Description
Adapted from my friend Serena Wolf’s recipe, which can be found here. Her apple pie overnight oats are also a favorite but entail a teensy bit more work.
Notes
Oat Milk: I love the Minor Figures oat milk for my morning muesli, for my sleeping chocolate (Beam), and, now, for these oats. As noted below, use whatever milk your heart desires.
Weck jars: I love these Weck jars for storing the muesli because one is large enough for the entire batch with room for fruit.

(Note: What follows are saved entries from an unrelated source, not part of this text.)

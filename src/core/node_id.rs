//! Per-process incarnation identifier.

use core::fmt;

/// Random incarnation tag drawn once per node run.
///
/// The tag distinguishes two processes that reuse the same network endpoint;
/// it never repeats across restarts of the same address in practice.
#[derive(Clone, Copy, Debug, PartialEq, Eq, PartialOrd, Ord, Hash)]
pub struct NodeId(u32);

impl NodeId {
  /// Creates a node id from a raw value.
  #[must_use]
  pub const fn new(value: u32) -> Self {
    Self(value)
  }

  /// Returns the raw value.
  #[must_use]
  pub const fn value(self) -> u32 {
    self.0
  }

  /// Draws a fresh incarnation tag from the operating system RNG.
  #[cfg(feature = "std")]
  #[must_use]
  pub fn random() -> Self {
    use rand::RngCore;

    Self(rand::rngs::OsRng.next_u32())
  }
}

impl fmt::Display for NodeId {
  fn fmt(&self, f: &mut fmt::Formatter<'_>) -> fmt::Result {
    write!(f, "{:08x}", self.0)
  }
}
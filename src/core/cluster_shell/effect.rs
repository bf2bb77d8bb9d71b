//! Effects the surrounding driver must perform for the shell.

use super::event::RemotingLifecycleEvent;
use crate::core::handshake::HandshakeFrame;

/// Actions produced by shell operations.
///
/// The shell mutates only its own state; anything that touches the network
/// or the log is described as an effect and carried out by the caller.
#[derive(Clone, Debug, PartialEq, Eq)]
pub enum ShellEffect {
  /// Open a connection to the offer's target and send the offer.
  InitiateHandshake {
    /// The offer frame to transmit.
    offer: HandshakeFrame,
  },
  /// Send a reply frame on the connection the offer arrived on. When the
  /// reply is an accept, the shell expects `on_handshake_completed` once
  /// the reply has been flushed.
  ReplyToOffer {
    /// The accept or reject frame to transmit.
    frame: HandshakeFrame,
  },
  /// Publish a lifecycle event.
  Lifecycle(RemotingLifecycleEvent),
}
#![cfg(test)]

use alloc::{string::String, sync::Arc, vec, vec::Vec};
use core::time::Duration;

use super::{Association, AssociationStateKind};
use crate::core::{
  actor_address::ActorAddress,
  dead_letter::{DeadLetterReason, DeadLetters, UndeliveredMessage},
  loopback_channel::LoopbackChannel,
  node::Node,
  node_id::NodeId,
  outbound_channel::OutboundChannel,
  send_error::SendError,
  serialization_context::SerializationContext,
  serialized_message::SerializedMessage,
  transport_envelope::TransportEnvelope,
  unique_node::UniqueNode,
  write_future::WriteFuture,
};

const TTL: Duration = Duration::from_secs(60);

fn self_node() -> UniqueNode {
  UniqueNode::new(Node::new("orders", "10.0.0.1", 7337), NodeId::new(0x11))
}

fn remote_node() -> UniqueNode {
  UniqueNode::new(Node::new("billing", "10.0.0.2", 7337), NodeId::new(0x22))
}

fn recipient() -> ActorAddress {
  ActorAddress::new(Some(remote_node()), vec![String::from("user"), String::from("invoices")], 1)
}

fn envelope(marker: u8) -> TransportEnvelope {
  TransportEnvelope::user(SerializedMessage::new(vec![marker]), recipient())
}

fn expected_frame(marker: u8) -> Vec<u8> {
  envelope(marker).encode_frame(&SerializationContext::new(self_node()))
}

#[test]
fn buffered_sends_flush_in_fifo_order_on_completion() {
  let association = Association::associating(self_node(), remote_node());
  association.send(envelope(1)).expect("send");
  association.send(envelope(2)).expect("send");
  association.send(envelope(3)).expect("send");
  assert_eq!(association.state_kind(), AssociationStateKind::Associating);
  assert_eq!(association.pending_count(), 3);

  let channel = LoopbackChannel::new(remote_node());
  association.complete_association(channel.clone());
  assert_eq!(association.state_kind(), AssociationStateKind::Associated);
  assert_eq!(association.pending_count(), 0);
  assert_eq!(channel.frames(), vec![expected_frame(1), expected_frame(2), expected_frame(3)]);
}

#[test]
fn sends_after_completion_write_straight_through() {
  let association = Association::associating(self_node(), remote_node());
  let channel = LoopbackChannel::new(remote_node());
  association.complete_association(channel.clone());

  let ack = WriteFuture::pending();
  association
    .send(TransportEnvelope::user_with_ack(SerializedMessage::new(vec![9]), recipient(), ack.clone()))
    .expect("send");
  assert_eq!(channel.frames(), vec![expected_frame(9)]);
  assert_eq!(ack.try_take(), Some(Ok(())));
}

#[test]
fn buffered_write_futures_resolve_when_the_queue_flushes() {
  let association = Association::associating(self_node(), remote_node());
  let ack = WriteFuture::pending();
  association
    .send(TransportEnvelope::user_with_ack(SerializedMessage::new(vec![5]), recipient(), ack.clone()))
    .expect("send");
  assert!(!ack.is_completed());

  association.complete_association(LoopbackChannel::new(remote_node()));
  assert_eq!(ack.try_take(), Some(Ok(())));
}

#[test]
#[should_panic(expected = "completed twice")]
fn completing_twice_panics() {
  let association = Association::associating(self_node(), remote_node());
  association.complete_association(LoopbackChannel::new(remote_node()));
  association.complete_association(LoopbackChannel::new(remote_node()));
}

#[test]
fn completing_a_tombstoned_association_closes_the_channel() {
  let association = Association::associating(self_node(), remote_node());
  let sink = Arc::new(DeadLetters::with_default_capacity());
  association.terminate(sink, Duration::ZERO, TTL);

  let channel = LoopbackChannel::new(remote_node());
  association.complete_association(channel.clone());
  assert!(channel.is_closed());
  assert_eq!(association.state_kind(), AssociationStateKind::Tombstone);
}

#[test]
fn terminate_drains_the_queue_to_dead_letters_and_fails_futures() {
  let association = Association::associating(self_node(), remote_node());
  let ack = WriteFuture::pending();
  association
    .send(TransportEnvelope::user_with_ack(SerializedMessage::new(vec![7]), recipient(), ack.clone()))
    .expect("send");
  association.send(envelope(8)).expect("send");

  let sink = Arc::new(DeadLetters::with_default_capacity());
  let tombstone = association.terminate(sink.clone(), Duration::from_secs(1), TTL);
  assert_eq!(tombstone.remote_node(), &remote_node());
  assert_eq!(tombstone.removal_deadline(), Some(Duration::from_secs(1) + TTL));

  assert_eq!(ack.try_take(), Some(Err(SendError::AssociationTerminated)));
  let entries = sink.entries();
  assert_eq!(entries.len(), 2);
  assert_eq!(entries[0].reason(), DeadLetterReason::AssociationTerminated);
  let UndeliveredMessage::User(payload) = entries[0].message() else {
    panic!("expected a user payload");
  };
  assert_eq!(payload.bytes(), &[7]);
}

#[test]
fn terminate_closes_an_established_channel() {
  let association = Association::associating(self_node(), remote_node());
  let channel = LoopbackChannel::new(remote_node());
  association.complete_association(channel.clone());

  let sink = Arc::new(DeadLetters::with_default_capacity());
  association.terminate(sink, Duration::ZERO, TTL);
  assert!(channel.is_closed());
  assert_eq!(association.state_kind(), AssociationStateKind::Tombstone);
}

#[test]
fn tombstoned_send_dead_letters_once_and_fails_the_future() {
  let association = Association::associating(self_node(), remote_node());
  let sink = Arc::new(DeadLetters::with_default_capacity());
  association.terminate(sink.clone(), Duration::ZERO, TTL);

  let ack = WriteFuture::pending();
  let result =
    association.send(TransportEnvelope::user_with_ack(SerializedMessage::new(vec![4]), recipient(), ack.clone()));
  assert_eq!(result, Err(SendError::AssociationTerminated));
  assert_eq!(ack.try_take(), Some(Err(SendError::AssociationTerminated)));
  assert_eq!(sink.entries().len(), 1);
  assert_eq!(sink.entries()[0].recipient(), &recipient());
  assert_eq!(sink.total(), 1);
}

#[test]
fn terminate_is_idempotent_once_tombstoned() {
  let association = Association::associating(self_node(), remote_node());
  let sink = Arc::new(DeadLetters::with_default_capacity());
  association.terminate(sink.clone(), Duration::ZERO, TTL);
  let tombstone = association.terminate(sink.clone(), Duration::from_secs(5), TTL);
  assert_eq!(tombstone.removal_deadline(), Some(Duration::from_secs(5) + TTL));
  assert_eq!(association.state_kind(), AssociationStateKind::Tombstone);
  assert_eq!(sink.total(), 0);
}

#[test]
fn every_envelope_is_accounted_for() {
  // Invariant: sends = channel writes + dead letters + still-pending.
  let association = Association::associating(self_node(), remote_node());
  for marker in 0..4 {
    association.send(envelope(marker)).expect("send");
  }
  let channel = LoopbackChannel::new(remote_node());
  association.complete_association(channel.clone());
  association.send(envelope(4)).expect("send");

  let sink = Arc::new(DeadLetters::with_default_capacity());
  association.terminate(sink.clone(), Duration::ZERO, TTL);
  let _ = association.send(envelope(5));

  assert_eq!(channel.frame_count() as u64 + sink.total() + association.pending_count() as u64, 6);
}

#[test]
fn failed_channel_writes_fail_the_future_without_tombstoning() {
  let association = Association::associating(self_node(), remote_node());
  let channel = LoopbackChannel::new(remote_node());
  association.complete_association(channel.clone());
  channel.close();

  let ack = WriteFuture::pending();
  let result =
    association.send(TransportEnvelope::user_with_ack(SerializedMessage::new(vec![2]), recipient(), ack.clone()));
  assert!(matches!(result, Err(SendError::ChannelWrite(_))));
  assert!(matches!(ack.try_take(), Some(Err(SendError::ChannelWrite(_)))));
  // The association stays associated; reconnection policy lives elsewhere.
  assert_eq!(association.state_kind(), AssociationStateKind::Associated);
}
#![cfg(test)]

use core::time::Duration;

use tokio::{net::{TcpListener, TcpStream}, runtime::Runtime, time::timeout};

use super::{read_frame, write_framed, TcpChannel};
use crate::core::{ChannelError, Node, NodeId, OutboundChannel, SendError, UniqueNode, WriteFuture};

fn peer() -> UniqueNode {
  UniqueNode::new(Node::new("billing", "127.0.0.1", 7337), NodeId::new(0x22))
}

async fn connected_pair() -> (TcpStream, TcpStream) {
  let listener = TcpListener::bind("127.0.0.1:0").await.expect("bind");
  let addr = listener.local_addr().expect("addr");
  let client = TcpStream::connect(addr).await.expect("connect");
  let (server, _) = listener.accept().await.expect("accept");
  (client, server)
}

#[test]
fn channel_writes_framed_bytes_and_resolves_the_future() {
  let rt = Runtime::new().expect("runtime");
  rt.block_on(async {
    let (client, server) = connected_pair().await;
    let (_client_read, client_write) = client.into_split();
    let (mut server_read, _server_write) = server.into_split();

    let channel = TcpChannel::spawn(peer(), client_write);
    let ack = WriteFuture::pending();
    channel.write_and_flush(vec![1, 2, 3], Some(ack.clone())).expect("submit");

    let frame = timeout(Duration::from_secs(5), read_frame(&mut server_read))
      .await
      .expect("read in time")
      .expect("read")
      .expect("frame");
    assert_eq!(frame, vec![1, 2, 3]);

    while !ack.is_completed() {
      tokio::time::sleep(Duration::from_millis(5)).await;
    }
    assert_eq!(ack.try_take(), Some(Ok(())));
  });
}

#[test]
fn closed_channel_refuses_writes_and_fails_futures() {
  let rt = Runtime::new().expect("runtime");
  rt.block_on(async {
    let (client, _server) = connected_pair().await;
    let (_client_read, client_write) = client.into_split();

    let channel = TcpChannel::spawn(peer(), client_write);
    channel.close();

    let ack = WriteFuture::pending();
    let result = channel.write_and_flush(vec![9], Some(ack.clone()));
    assert_eq!(result, Err(ChannelError::Closed));
    assert_eq!(ack.try_take(), Some(Err(SendError::ChannelWrite(ChannelError::Closed))));
  });
}

#[test]
fn direct_frames_round_trip() {
  let rt = Runtime::new().expect("runtime");
  rt.block_on(async {
    let (client, server) = connected_pair().await;
    let (_client_read, mut client_write) = client.into_split();
    let (mut server_read, _server_write) = server.into_split();

    write_framed(&mut client_write, vec![42; 100]).await.expect("write");
    let frame = read_frame(&mut server_read).await.expect("read").expect("frame");
    assert_eq!(frame, vec![42; 100]);

    drop(_client_read);
    drop(client_write);
    assert!(read_frame(&mut server_read).await.expect("clean close").is_none());
  });
}
//! Per-attempt handshake state machine.

use alloc::string::String;
use core::time::Duration;

use super::{error::HandshakeError, frame::HandshakeFrame, reject_reason::RejectReason};
use crate::core::unique_node::UniqueNode;

/// Outcome of a completed handshake.
#[derive(Clone, Debug, PartialEq, Eq)]
pub struct NegotiatedHandshake {
  /// The local side of the association.
  pub local_node:  UniqueNode,
  /// The confirmed remote side.
  pub remote_node: UniqueNode,
}

/// State of one handshake attempt.
#[derive(Clone, Debug, PartialEq, Eq)]
pub enum HandshakeState {
  /// The offer has been sent; a reply is pending.
  Initiated,
  /// The peer accepted the offer.
  Completed(NegotiatedHandshake),
  /// The attempt failed.
  Rejected(HandshakeError),
}

/// Drives one outbound handshake attempt from offer to completion or
/// rejection. Both sides of a connection run the same machine for the
/// attempts they initiate.
#[derive(Clone, Debug, PartialEq, Eq)]
pub struct HandshakeStateMachine {
  local_node:  UniqueNode,
  remote_node: UniqueNode,
  started_at:  Duration,
  state:       HandshakeState,
}

impl HandshakeStateMachine {
  /// Starts a new attempt toward `remote_node`.
  #[must_use]
  pub const fn initiate(local_node: UniqueNode, remote_node: UniqueNode, now: Duration) -> Self {
    Self { local_node, remote_node, started_at: now, state: HandshakeState::Initiated }
  }

  /// Returns the offer frame for this attempt.
  #[must_use]
  pub fn offer(&self) -> HandshakeFrame {
    HandshakeFrame::Offer { origin: self.local_node.clone(), target: self.remote_node.clone() }
  }

  /// Returns the node this attempt targets.
  #[must_use]
  pub const fn remote_node(&self) -> &UniqueNode {
    &self.remote_node
  }

  /// Returns the current state.
  #[must_use]
  pub const fn state(&self) -> &HandshakeState {
    &self.state
  }

  /// Returns `true` while a reply is still pending.
  #[must_use]
  pub const fn is_initiated(&self) -> bool {
    matches!(self.state, HandshakeState::Initiated)
  }

  /// Records the peer's acceptance. Later replies on a decided attempt are
  /// ignored.
  pub fn on_accept(&mut self, origin: UniqueNode) {
    if self.is_initiated() {
      self.state = HandshakeState::Completed(NegotiatedHandshake {
        local_node:  self.local_node.clone(),
        remote_node: origin,
      });
    }
  }

  /// Records the peer's rejection. Later replies on a decided attempt are
  /// ignored.
  pub fn on_reject(&mut self, reason: RejectReason, message: String) {
    if self.is_initiated() {
      self.state = HandshakeState::Rejected(HandshakeError::Rejected(reason, message));
    }
  }

  /// Marks the attempt as timed out when still undecided.
  pub fn on_timeout(&mut self) {
    if self.is_initiated() {
      self.state = HandshakeState::Rejected(HandshakeError::TimedOut);
    }
  }

  /// Returns `true` when the attempt is still undecided past its deadline.
  #[must_use]
  pub fn is_expired(&self, now: Duration, timeout: Duration) -> bool {
    self.is_initiated() && now.saturating_sub(self.started_at) >= timeout
  }
}
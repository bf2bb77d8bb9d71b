//! Cursor-style primitives shared by the frame codecs.
//!
//! All integers are big-endian. Strings carry a 16-bit length prefix and
//! payload blobs a 32-bit length prefix.

use alloc::{string::String, vec::Vec};
use core::convert::TryInto;

use crate::core::wire_error::WireError;

pub(crate) fn write_u8(buffer: &mut Vec<u8>, value: u8) {
  buffer.push(value);
}

pub(crate) fn read_u8(bytes: &[u8], cursor: &mut usize) -> Result<u8, WireError> {
  if bytes.len() <= *cursor {
    return Err(WireError::Truncated);
  }
  let value = bytes[*cursor];
  *cursor += 1;
  Ok(value)
}

pub(crate) fn write_u16(buffer: &mut Vec<u8>, value: u16) {
  buffer.extend_from_slice(&value.to_be_bytes());
}

pub(crate) fn read_u16(bytes: &[u8], cursor: &mut usize) -> Result<u16, WireError> {
  if bytes.len() < *cursor + 2 {
    return Err(WireError::Truncated);
  }
  let value = u16::from_be_bytes(bytes[*cursor..*cursor + 2].try_into().map_err(|_| WireError::Truncated)?);
  *cursor += 2;
  Ok(value)
}

pub(crate) fn write_u32(buffer: &mut Vec<u8>, value: u32) {
  buffer.extend_from_slice(&value.to_be_bytes());
}

pub(crate) fn read_u32(bytes: &[u8], cursor: &mut usize) -> Result<u32, WireError> {
  if bytes.len() < *cursor + 4 {
    return Err(WireError::Truncated);
  }
  let value = u32::from_be_bytes(bytes[*cursor..*cursor + 4].try_into().map_err(|_| WireError::Truncated)?);
  *cursor += 4;
  Ok(value)
}

pub(crate) fn write_bool(buffer: &mut Vec<u8>, value: bool) {
  buffer.push(u8::from(value));
}

pub(crate) fn read_bool(bytes: &[u8], cursor: &mut usize) -> Result<bool, WireError> {
  match read_u8(bytes, cursor)? {
    | 0 => Ok(false),
    | 1 => Ok(true),
    | _ => Err(WireError::Truncated),
  }
}

pub(crate) fn write_str(buffer: &mut Vec<u8>, value: &str) {
  let bytes = value.as_bytes();
  write_u16(buffer, bytes.len() as u16);
  buffer.extend_from_slice(bytes);
}

pub(crate) fn read_str(bytes: &[u8], cursor: &mut usize) -> Result<String, WireError> {
  let len = read_u16(bytes, cursor)? as usize;
  if bytes.len() < *cursor + len {
    return Err(WireError::Truncated);
  }
  let slice = &bytes[*cursor..*cursor + len];
  *cursor += len;
  Ok(String::from_utf8(slice.to_vec())?)
}

pub(crate) fn read_nonempty_str(bytes: &[u8], cursor: &mut usize, field: &'static str) -> Result<String, WireError> {
  let value = read_str(bytes, cursor)?;
  if value.is_empty() {
    return Err(WireError::EmptyField(field));
  }
  Ok(value)
}

pub(crate) fn write_payload(buffer: &mut Vec<u8>, payload: &[u8]) {
  write_u32(buffer, payload.len() as u32);
  buffer.extend_from_slice(payload);
}

pub(crate) fn read_payload(bytes: &[u8], cursor: &mut usize) -> Result<Vec<u8>, WireError> {
  let len = read_u32(bytes, cursor)? as usize;
  if bytes.len() < *cursor + len {
    return Err(WireError::Truncated);
  }
  let payload = bytes[*cursor..*cursor + len].to_vec();
  *cursor += len;
  Ok(payload)
}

Individual Jars: I also love these jars for making individual portions, in which case to each jar I add:
- 2 tablespoons of chia seeds
- 1/3 cup rolled oats
- 3/4 cup oat milk
- 1 teaspoon vanilla
- 1.5 teaspoons maple syrup
- pinch sea salt
- dash cinnamon
Large-Batch Portion: When I can’t locate all of those cute jars, I make a large batch and store it in one of these 2-quart vessels. Then I dish out smaller servings as needed.
- ¾ cup chia seeds
- 2 cups rolled oats
- 4.5 cups oat milk
- 2 tablespoons vanilla
- ¼ cup maple syrup
- 1 teaspoon sea salt, plus more to taste
- 1 teaspoon cinnamon
Ingredients
- 3 tablespoons chia seeds
- 3/4 cup rolled oats
- 1 1/4 – 1 1/2 cups oat milk or milk of choice
- 1 teaspoon vanilla extract
- 1 tablespoon maple syrup
- a big pinch of flaky sea salt
- cinnamon, to taste
Instructions
- Combine all of the ingredients in a bowl, using 1.25 cups milk if you like a thicker “oatmeal” consistency and 1.5 cups milk if you like a milkier mixture. Transfer the mixture to a storage jar and place in the fridge for a minimum of 4 hours but ideally 12 or more. The oats can stay in the fridge for 4 to 5 days.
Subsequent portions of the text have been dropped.